For many American children, summertime means summer camp. For those youths who do not necessarily find great joy in the traditional summer camps, there is a new one coming to Athens, and it is coming by way of computer technology – GameCamp!.

According to its Web site, GameCamp! is a summer camp in which middle and high schoolers are taught how to create and design video games. In addition to this educational aspect, GameCamp! aims to raise a minimum of $3000 to offer scholarships to and buy equipment for underprivileged adolescents.

“We’re trying to give, I guess you would say, some legitimacy, to the art of making video games,” said Lucas Jensen, an active member of the newly established local sector of GameCamp!.
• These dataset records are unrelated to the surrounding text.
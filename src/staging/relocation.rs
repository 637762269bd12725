//! Image-field relocation
//!
//! A project with exactly one area shows its image at the project level; a
//! project with two or more areas keeps every image on its areas. After any
//! change in area count, [`Project::relocate_images`] moves the image fields
//! to where they belong. Running it again on a repaired project changes
//! nothing.

use crate::staging::model::{ImageFields, Project, ProjectImage};

impl Project {
    /// Move image fields between the project and its first/only area.
    ///
    /// - two or more areas: the project's direct image is handed to the first
    ///   area if that area has none, and cleared from the project either way
    /// - exactly one area holding an image: the image is lifted onto the
    ///   project and cleared from the area
    /// - no areas: nothing to do
    pub fn relocate_images(&mut self) {
        match self.areas.len() {
            0 => {}
            1 => self.lift_single_area_image(),
            _ => {
                if let Some(image) = self.image.take() {
                    let first = &mut self.areas[0];
                    if first.image.is_none() {
                        tracing::debug!(area_id = %first.area_id, "moving project image onto first area");
                        first.image = Some(ImageFields::from_project_image(&image));
                    }
                }
            }
        }
    }

    /// Lift the image of a project's only area onto the project.
    pub(crate) fn lift_single_area_image(&mut self) {
        if self.areas.len() != 1 {
            return;
        }
        if let Some(image) = self.areas[0].image.take() {
            tracing::debug!(area_id = %self.areas[0].area_id, "lifting area image onto project");
            self.image = Some(ProjectImage::lifted_from(&image));
        }
    }
}
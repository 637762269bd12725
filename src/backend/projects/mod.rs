//! Staging Projects Module
//!
//! HTTP surface of the staging document graph. Handlers here authenticate the
//! caller, load one project, hand it to the synchronous operations in
//! [`crate::staging`], and save the whole document back.
//!
//! # Module Structure
//!
//! ```text
//! projects/
//! ├── mod.rs
//! └── handlers/
//!     ├── mod.rs      - load/save helpers shared by every handler
//!     ├── types.rs    - JSON request and response bodies
//!     ├── projects.rs - create, update, delete, owner reads
//!     ├── areas.rs    - areas, info markers, hotspots, pair deletion
//!     ├── items.rs    - item library and placements
//!     ├── admin.rs    - admin reads and deletes
//!     └── public.rs   - anonymous reads
//! ```
//!
//! # Request Lifecycle
//!
//! 1. Validate the request body
//! 2. Load the project scoped to the caller (404 when absent or not owned)
//! 3. Store any uploaded image
//! 4. Apply one graph operation
//! 5. Save the document (last writer wins)

pub mod handlers;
Jensen, an avid gaming fan himself, points out the gap this camp fills for kids who don’t exactly fit in with the stereotypical idea of summer camps.

“If someone said, ‘Hey, do you want to go to weight lifting camp or video game camp,’ I think a lot of kids would take video game camp, but they have never had anything like that before,” he said.

While the idea of replacing physical recreation with video games may seem unsettling to some, Jensen has a quick response to this concern

“[Parents] see their kids sitting around playing video games all the time, and sometimes they see that as an anti-social activity or not educational,” he said.

But Jensen wants the public to know that GameCamp!T aims to curb those beliefs about video games.

“There’s math and science here, there’s critical thinking skills, there’s puzzle solving and other things like that.”

During the program kids will design video games, but not necessarily in the way they might imagine.

“Over the course of the camp the kids are going to team up with some experts and design a game based on some sort of social issue,” said Jensen

“[GameCamp!] is not just going to say ‘design a game were you shoot Zombies.’ Everybody would know what that game would look like.”

Jensen draws comparisons to the types of games the kids may create to the popular game franchise SimCity.

“That’s a game where you lay down pipes for plumbing systems for cities,” he said.

“Theoretically, on the face of that, it shouldn’t be exciting, but it is exciting and that’s just economics and city design. I think they’re going to be learning but not know that they are learning.”

He also wants to express that not only can video games be seen as a great tool for learning, but they can also open up a vast career field.

“Video games today have huge budgets,” he said.

“They have writers, and they have translators; they have marketing teams and PR. There’s journalism; there’s game journalism.”

Jensen stresses, however, that the camp is not all about career opportunities.

“We don’t want this to be just a job fair,” he said.

He claims that the GameCamp’s focus is on kids learning to look at video games from an analytical perspective as opposed to one focused purely on entertainment.

“We don’t want kids to say, ‘Wow when that car blew up it was really cool,’” Jensen said.

“We want them to say, ‘When that car blew up it was really interesting how the physics engine decided that the explosion would go out this way and knock the person back.”